It's not Disney World, but for Floridians needing health care, it is a prime destination. Orlando Health is a not-for-profit organization with a network of community and specialty hospitals with nearly 1,800 beds in Central Florida. Its flagship facility, the Orlando Regional Medical Center, features a Level 1 trauma center and provides comprehensive acute care services in a range of specialties. Its specialty hospitals include the Arnold Palmer Hospital for Children and the Winnie Palmer Hospital for Women and Babies. It also operates the renowned M. D. Anderson Cancer Center Orlando (the first affiliate of Houston-based M. D. Anderson center). Orlando Health also has partial ownership of two community hospitals.
Founded in 1918, Orlando Health has more than 2,500 affiliated physicians who provide a full spectrum of health care services. Areas of clinical excellence include heart and vascular care, cancer care, obstetrics and gynecology, neonatology, neurosciences, surgery, and pediatric orthopedics and sports medicine. Annually, Orlando Health serves more than 1.6 million residents of central Florida and 3,000 international patients.

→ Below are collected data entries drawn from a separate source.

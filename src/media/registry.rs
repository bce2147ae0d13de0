use std::path::Path;

use crate::{
    foundation::error::{QuadmapError, QuadmapResult},
    media::decode::decode_image_file,
    media::handle::{MediaFrame, MediaHandle, StillImage},
    media::video::VideoStream,
    surface::model::SourceId,
};

const VIDEO_EXTENSIONS: [&str; 6] = ["mp4", "mov", "webm", "mkv", "avi", "m4v"];

#[derive(Clone, Copy, Debug, PartialEq, Eq, serde::Serialize, serde::Deserialize)]
/// What kind of content a source carries.
pub enum MediaKind {
    Video,
    Image,
}

impl MediaKind {
    /// Guess the kind from a file extension. Unknown extensions are treated as images.
    pub fn from_path(path: &Path) -> Self {
        let ext = path
            .extension()
            .and_then(|e| e.to_str())
            .map(|e| e.to_ascii_lowercase());
        match ext {
            Some(e) if VIDEO_EXTENSIONS.contains(&e.as_str()) => MediaKind::Video,
            _ => MediaKind::Image,
        }
    }
}

/// An imported media source. The handle is absent for sources restored from a project file
/// until the media is re-bound.
pub struct MediaSource {
    pub id: SourceId,
    pub display_name: String,
    pub kind: MediaKind,
    handle: Option<Box<dyn MediaHandle>>,
}

impl std::fmt::Debug for MediaSource {
    fn fmt(&self, f: &mut std::fmt::Formatter<'_>) -> std::fmt::Result {
        f.debug_struct("MediaSource")
            .field("id", &self.id)
            .field("display_name", &self.display_name)
            .field("kind", &self.kind)
            .field("bound", &self.handle.is_some())
            .finish()
    }
}

impl MediaSource {
    pub fn is_bound(&self) -> bool {
        self.handle.is_some()
    }

    /// Latest frame if the handle is bound and ready.
    pub fn ready_frame(&self) -> Option<MediaFrame> {
        let handle = self.handle.as_ref()?;
        if !handle.is_ready() {
            return None;
        }
        handle.current_frame().filter(MediaFrame::is_well_formed)
    }
}

#[derive(Clone, Debug)]
/// Outcome of looking up a surface's source for one frame.
pub enum Resolved<'a> {
    /// The surface has no source bound.
    NoSource,
    /// The referenced source id is not in the registry.
    Missing,
    /// The source exists but has nothing drawable this frame.
    NotReady { name: &'a str },
    /// A drawable frame is available.
    Ready { name: &'a str, frame: MediaFrame },
}

/// Ordered set of media sources keyed by [`SourceId`].
#[derive(Debug, Default)]
pub struct SourceRegistry {
    sources: Vec<MediaSource>,
}

impl SourceRegistry {
    pub fn new() -> Self {
        Self::default()
    }

    pub fn len(&self) -> usize {
        self.sources.len()
    }

    pub fn is_empty(&self) -> bool {
        self.sources.is_empty()
    }

    pub fn iter(&self) -> impl Iterator<Item = &MediaSource> {
        self.sources.iter()
    }

    pub fn get(&self, id: &SourceId) -> Option<&MediaSource> {
        self.sources.iter().find(|s| &s.id == id)
    }

    pub fn contains(&self, id: &SourceId) -> bool {
        self.get(id).is_some()
    }

    /// Register a new source under a fresh id.
    pub fn add(
        &mut self,
        display_name: impl Into<String>,
        kind: MediaKind,
        handle: Box<dyn MediaHandle>,
    ) -> SourceId {
        let id = SourceId::generate();
        self.insert(id.clone(), display_name, kind, Some(handle));
        id
    }

    /// Register (or replace) a source under a known id.
    pub fn insert(
        &mut self,
        id: SourceId,
        display_name: impl Into<String>,
        kind: MediaKind,
        handle: Option<Box<dyn MediaHandle>>,
    ) {
        let source = MediaSource {
            id,
            display_name: display_name.into(),
            kind,
            handle,
        };
        match self.sources.iter_mut().find(|s| s.id == source.id) {
            Some(slot) => *slot = source,
            None => self.sources.push(source),
        }
    }

    /// Drop a source and its handle. Surfaces referencing it fall back to the missing state.
    pub fn remove(&mut self, id: &SourceId) -> Option<MediaSource> {
        let idx = self.sources.iter().position(|s| &s.id == id)?;
        Some(self.sources.remove(idx))
    }

    /// Attach a handle to an existing source.
    pub fn bind(&mut self, id: &SourceId, handle: Box<dyn MediaHandle>) -> QuadmapResult<()> {
        let source = self
            .sources
            .iter_mut()
            .find(|s| &s.id == id)
            .ok_or_else(|| QuadmapError::selection(format!("unknown source '{id}'")))?;
        source.handle = Some(handle);
        Ok(())
    }

    pub fn clear(&mut self) {
        self.sources.clear();
    }

    /// Import a media file: images are decoded eagerly, videos start streaming.
    pub fn import_file(&mut self, path: &Path) -> QuadmapResult<SourceId> {
        let kind = MediaKind::from_path(path);
        let handle = open_handle(path, kind)?;
        let name = path
            .file_name()
            .map(|n| n.to_string_lossy().into_owned())
            .unwrap_or_else(|| path.display().to_string());
        tracing::debug!(name = %name, ?kind, "imported media source");
        Ok(self.add(name, kind, handle))
    }

    /// Bind every unbound source whose display name matches a file in `dir`.
    ///
    /// Only the final path component of a display name is used, so names from a project file
    /// cannot reach outside `dir`. Returns the number of sources bound. Files that fail to open
    /// are logged and skipped.
    pub fn rebind_from_dir(&mut self, dir: &Path) -> usize {
        let mut bound = 0;
        for source in self.sources.iter_mut().filter(|s| s.handle.is_none()) {
            let Some(file_name) = Path::new(&source.display_name).file_name() else {
                tracing::debug!(name = %source.display_name, "source name has no file component");
                continue;
            };
            let path = dir.join(file_name);
            if !path.is_file() {
                continue;
            }
            match open_handle(&path, source.kind) {
                Ok(handle) => {
                    source.handle = Some(handle);
                    bound += 1;
                }
                Err(e) => {
                    tracing::warn!(path = %path.display(), error = %e, "failed to rebind source");
                }
            }
        }
        bound
    }

    /// Resolve a surface's source reference for drawing.
    pub fn resolve(&self, id: Option<&SourceId>) -> Resolved<'_> {
        let Some(id) = id else {
            return Resolved::NoSource;
        };
        let Some(source) = self.get(id) else {
            return Resolved::Missing;
        };
        match source.ready_frame() {
            Some(frame) => Resolved::Ready {
                name: &source.display_name,
                frame,
            },
            None => Resolved::NotReady {
                name: &source.display_name,
            },
        }
    }
}

fn open_handle(path: &Path, kind: MediaKind) -> QuadmapResult<Box<dyn MediaHandle>> {
    match kind {
        MediaKind::Image => Ok(Box::new(StillImage::new(decode_image_file(path)?))),
        MediaKind::Video => Ok(Box::new(VideoStream::open(path)?)),
    }
}

#[cfg(test)]
#[path = "../../tests/unit/media/registry.rs"]
mod tests;
//! Pointer and keyboard handling for the editor.
//!
//! Corner hits are scanned in insertion order and the first match wins. Body hits are scanned
//! from the topmost (last inserted) surface down.

use crate::{
    editor::session::{DragState, EditorSession},
    foundation::core::{Point, Vec2},
    foundation::math::snap_to_pitch,
    project::model::Project,
    surface::model::{Corner, SurfaceId},
};

#[derive(Clone, Copy, Debug, Default, PartialEq, Eq)]
pub struct Modifiers {
    pub shift: bool,
    pub ctrl: bool,
}

impl Modifiers {
    pub const NONE: Self = Self {
        shift: false,
        ctrl: false,
    };
    pub const SHIFT: Self = Self {
        shift: true,
        ctrl: false,
    };
    pub const CTRL: Self = Self {
        shift: false,
        ctrl: true,
    };
}

#[derive(Clone, Copy, Debug, PartialEq, Eq)]
pub enum Key {
    ArrowLeft,
    ArrowRight,
    ArrowUp,
    ArrowDown,
    Delete,
    Backspace,
    Escape,
    Char(char),
}

#[derive(Clone, Copy, Debug, PartialEq)]
/// Input in viewport coordinates. Mouse and touch are unified by the caller.
pub enum InputEvent {
    PointerDown(Point),
    PointerMove(Point),
    PointerUp(Point),
    DoubleActivate(Point),
    Key { key: Key, modifiers: Modifiers },
}

#[derive(Clone, Debug, PartialEq, Eq)]
/// What an event did.
pub enum EditorResponse {
    Ignored,
    DragStarted { surface: SurfaceId, corner: Corner },
    CornerMoved,
    DragCommitted,
    Selected(SurfaceId),
    Deselected,
    Deleted(SurfaceId),
    Nudged,
    Undone,
    Redone,
    ExitedLive,
}

/// First surface (insertion order) with a corner within `radius` of `p`.
pub fn find_corner_hit(
    project: &Project,
    p: Point,
    radius: f64,
) -> Option<(SurfaceId, Corner)> {
    project
        .surfaces()
        .iter()
        .find_map(|s| s.hit_test_corner(p, radius).map(|c| (s.id.clone(), c)))
}

/// Topmost surface whose body contains `p`.
pub fn find_body_hit(project: &Project, p: Point) -> Option<SurfaceId> {
    project
        .surfaces()
        .iter()
        .rev()
        .find(|s| s.hit_test_body(p))
        .map(|s| s.id.clone())
}

/// Apply one input event.
///
/// Every committed edit records exactly one history step: a drag on release, a nudge or a
/// deletion immediately.
#[tracing::instrument(skip(session, project), level = "trace")]
pub fn handle_event(
    session: &mut EditorSession,
    project: &mut Project,
    event: InputEvent,
) -> EditorResponse {
    if session.is_live() {
        return match event {
            InputEvent::Key {
                key: Key::Escape, ..
            } => {
                session.exit_live(project, None);
                EditorResponse::ExitedLive
            }
            _ => EditorResponse::Ignored,
        };
    }

    match event {
        InputEvent::PointerDown(p) => pointer_down(session, project, p),
        InputEvent::PointerMove(p) => pointer_move(session, project, p),
        InputEvent::PointerUp(_) => pointer_up(session, project),
        InputEvent::DoubleActivate(p) => double_activate(session, project, p),
        InputEvent::Key { key, modifiers } => key_down(session, project, key, modifiers),
    }
}

fn pointer_down(session: &mut EditorSession, project: &Project, p: Point) -> EditorResponse {
    if let Some((surface, corner)) = find_corner_hit(project, p, session.config.hit_radius) {
        session.select(Some(surface.clone()));
        session.set_drag(DragState::DraggingCorner {
            surface: surface.clone(),
            corner,
        });
        return EditorResponse::DragStarted { surface, corner };
    }
    match find_body_hit(project, p) {
        Some(id) => {
            session.select(Some(id.clone()));
            EditorResponse::Selected(id)
        }
        None => {
            session.select(None);
            EditorResponse::Deselected
        }
    }
}

fn pointer_move(session: &mut EditorSession, project: &mut Project, p: Point) -> EditorResponse {
    let DragState::DraggingCorner { surface, corner } = session.drag().clone() else {
        return EditorResponse::Ignored;
    };
    let target = if session.config.snap_to_grid {
        let pitch = session.config.grid_size;
        Point::new(snap_to_pitch(p.x, pitch), snap_to_pitch(p.y, pitch))
    } else {
        p
    };
    if project.move_corner(&surface, corner, target) {
        EditorResponse::CornerMoved
    } else {
        session.set_drag(DragState::Idle);
        EditorResponse::Ignored
    }
}

fn pointer_up(session: &mut EditorSession, project: &mut Project) -> EditorResponse {
    if *session.drag() == DragState::Idle {
        return EditorResponse::Ignored;
    }
    session.set_drag(DragState::Idle);
    project.commit();
    EditorResponse::DragCommitted
}

fn double_activate(session: &mut EditorSession, project: &mut Project, p: Point) -> EditorResponse {
    let Some(id) = find_body_hit(project, p) else {
        return EditorResponse::Ignored;
    };
    project.remove_surface(&id);
    session.prune_selection(project);
    EditorResponse::Deleted(id)
}

fn key_down(
    session: &mut EditorSession,
    project: &mut Project,
    key: Key,
    modifiers: Modifiers,
) -> EditorResponse {
    if modifiers.ctrl {
        let undo = matches!(key, Key::Char('z' | 'Z')) && !modifiers.shift;
        let redo = matches!(key, Key::Char('y' | 'Y'))
            || (matches!(key, Key::Char('z' | 'Z')) && modifiers.shift);
        if undo || redo {
            session.set_drag(DragState::Idle);
            let changed = if undo { project.undo() } else { project.redo() };
            session.prune_selection(project);
            return match (changed, undo) {
                (false, _) => EditorResponse::Ignored,
                (true, true) => EditorResponse::Undone,
                (true, false) => EditorResponse::Redone,
            };
        }
    }

    let Some(selected) = session.selection().cloned() else {
        return EditorResponse::Ignored;
    };
    let step = if modifiers.shift {
        session.config.nudge_step_large
    } else {
        session.config.nudge_step
    };
    let delta = match key {
        Key::ArrowLeft => Vec2::new(-step, 0.0),
        Key::ArrowRight => Vec2::new(step, 0.0),
        Key::ArrowUp => Vec2::new(0.0, -step),
        Key::ArrowDown => Vec2::new(0.0, step),
        Key::Delete | Key::Backspace => {
            session.set_drag(DragState::Idle);
            session.select(None);
            return if project.remove_surface(&selected) {
                EditorResponse::Deleted(selected)
            } else {
                EditorResponse::Ignored
            };
        }
        Key::Escape | Key::Char(_) => return EditorResponse::Ignored,
    };
    if project.nudge_surface(&selected, delta) {
        EditorResponse::Nudged
    } else {
        session.select(None);
        EditorResponse::Ignored
    }
}

#[cfg(test)]
#[path = "../../tests/unit/editor/input.rs"]
mod tests;
//! Fixed-rate frame driver: poll media, compile, rasterize, hand the frame to a sink.

use std::path::PathBuf;
use std::time::{Duration, Instant};

use crate::{
    editor::session::EditorSession,
    foundation::error::{QuadmapError, QuadmapResult},
    project::model::Project,
    render::backend::{FrameRGBA, RenderBackend},
    render::plan::compile_frame,
};

/// Paces the loop. `wait_next` blocks until the next frame is due and returns its index.
pub trait FrameClock {
    fn wait_next(&mut self) -> u64;
}

/// Wall-clock pacing at a fixed rate. Late frames are not skipped; pacing resumes from the
/// original schedule. Deadlines past `u32::MAX` frames or beyond what `Instant` can represent
/// do not sleep.
#[derive(Debug)]
pub struct FixedRateClock {
    interval: Duration,
    start: Option<Instant>,
    next: u64,
}

impl FixedRateClock {
    pub fn new(fps: f64) -> QuadmapResult<Self> {
        if !fps.is_finite() || fps <= 0.0 {
            return Err(QuadmapError::validation("fps must be finite and > 0"));
        }
        let interval = Duration::try_from_secs_f64(1.0 / fps).map_err(|e| {
            QuadmapError::validation(format!("fps {fps} gives no usable interval: {e}"))
        })?;
        Ok(Self {
            interval,
            start: None,
            next: 0,
        })
    }
}

impl FrameClock for FixedRateClock {
    fn wait_next(&mut self) -> u64 {
        let start = *self.start.get_or_insert_with(Instant::now);
        // Unrepresentable deadlines are treated as already due.
        let due = u32::try_from(self.next)
            .ok()
            .and_then(|n| self.interval.checked_mul(n))
            .and_then(|offset| start.checked_add(offset));
        if let Some(wait) = due.and_then(|due| due.checked_duration_since(Instant::now())) {
            std::thread::sleep(wait);
        }
        let idx = self.next;
        self.next = self.next.saturating_add(1);
        idx
    }
}

/// Clock that never sleeps. For tests and offline rendering.
#[derive(Debug, Default)]
pub struct ManualClock {
    next: u64,
}

impl FrameClock for ManualClock {
    fn wait_next(&mut self) -> u64 {
        let idx = self.next;
        self.next += 1;
        idx
    }
}

/// Configuration provided to a [`FrameSink`] before the first frame.
#[derive(Clone, Debug)]
pub struct SinkConfig {
    pub width: u32,
    pub height: u32,
}

/// Consumer of rendered frames, called in strictly increasing frame order.
pub trait FrameSink {
    fn begin(&mut self, cfg: SinkConfig) -> QuadmapResult<()>;
    fn push_frame(&mut self, idx: u64, frame: &FrameRGBA) -> QuadmapResult<()>;
    fn end(&mut self) -> QuadmapResult<()>;
}

/// In-memory sink for tests and debugging.
#[derive(Debug, Default)]
pub struct InMemorySink {
    cfg: Option<SinkConfig>,
    frames: Vec<(u64, FrameRGBA)>,
}

impl InMemorySink {
    pub fn new() -> Self {
        Self::default()
    }

    pub fn config(&self) -> Option<&SinkConfig> {
        self.cfg.as_ref()
    }

    pub fn frames(&self) -> &[(u64, FrameRGBA)] {
        &self.frames
    }
}

impl FrameSink for InMemorySink {
    fn begin(&mut self, cfg: SinkConfig) -> QuadmapResult<()> {
        self.cfg = Some(cfg);
        self.frames.clear();
        Ok(())
    }

    fn push_frame(&mut self, idx: u64, frame: &FrameRGBA) -> QuadmapResult<()> {
        self.frames.push((idx, frame.clone()));
        Ok(())
    }

    fn end(&mut self) -> QuadmapResult<()> {
        Ok(())
    }
}

/// Writes `frame_000000.png`, `frame_000001.png`, ... into a directory.
#[derive(Debug)]
pub struct PngSequenceSink {
    dir: PathBuf,
    written: u64,
}

impl PngSequenceSink {
    pub fn new(dir: impl Into<PathBuf>) -> Self {
        Self {
            dir: dir.into(),
            written: 0,
        }
    }

    pub fn written(&self) -> u64 {
        self.written
    }
}

impl FrameSink for PngSequenceSink {
    fn begin(&mut self, _cfg: SinkConfig) -> QuadmapResult<()> {
        std::fs::create_dir_all(&self.dir).map_err(|e| {
            QuadmapError::render(format!("create '{}': {e}", self.dir.display()))
        })?;
        self.written = 0;
        Ok(())
    }

    fn push_frame(&mut self, idx: u64, frame: &FrameRGBA) -> QuadmapResult<()> {
        frame.save_png(&self.dir.join(format!("frame_{idx:06}.png")))?;
        self.written += 1;
        Ok(())
    }

    fn end(&mut self) -> QuadmapResult<()> {
        tracing::info!(frames = self.written, dir = %self.dir.display(), "png sequence written");
        Ok(())
    }
}

/// Drives `compile_frame` and a backend once per clock tick.
pub struct FrameLoop<'a> {
    backend: &'a mut dyn RenderBackend,
    clock: &'a mut dyn FrameClock,
}

impl<'a> FrameLoop<'a> {
    pub fn new(backend: &'a mut dyn RenderBackend, clock: &'a mut dyn FrameClock) -> Self {
        Self { backend, clock }
    }

    /// Render one frame of the current state.
    pub fn tick(
        &mut self,
        project: &Project,
        session: &EditorSession,
    ) -> QuadmapResult<(u64, FrameRGBA)> {
        let idx = self.clock.wait_next();
        let plan = compile_frame(project, session);
        let frame = self.backend.render_plan(&plan)?;
        Ok((idx, frame))
    }

    /// Render `frames` frames into `sink`. Media handles are polled afresh every frame, so
    /// sources that become ready mid-run switch from placeholder to content.
    pub fn run(
        &mut self,
        project: &Project,
        session: &EditorSession,
        sink: &mut dyn FrameSink,
        frames: u64,
    ) -> QuadmapResult<u64> {
        let vp = session.viewport();
        sink.begin(SinkConfig {
            width: vp.width,
            height: vp.height,
        })?;
        for _ in 0..frames {
            let (idx, frame) = self.tick(project, session)?;
            sink.push_frame(idx, &frame)?;
        }
        sink.end()?;
        tracing::debug!(frames, "frame loop finished");
        Ok(frames)
    }
}

#[cfg(test)]
#[path = "../../tests/unit/render/frame_loop.rs"]
mod tests;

The health system expanded its network in 2012 by acquiring the 170-bed, Health Central Hospital and its associated facilities in Ocoee, Florida, for $181 million.
As a statutory teaching hospital system, Orlando Health also engages in medical research through an affiliation agreement with the University of Central Florida College of Medicine. Orlando Health offers a number of medical residency programs through the UCF affiliation, including residencies in emergency medicine, internal medicine, OB-GYN, orthopedic surgery, pathology, and pediatrics among others.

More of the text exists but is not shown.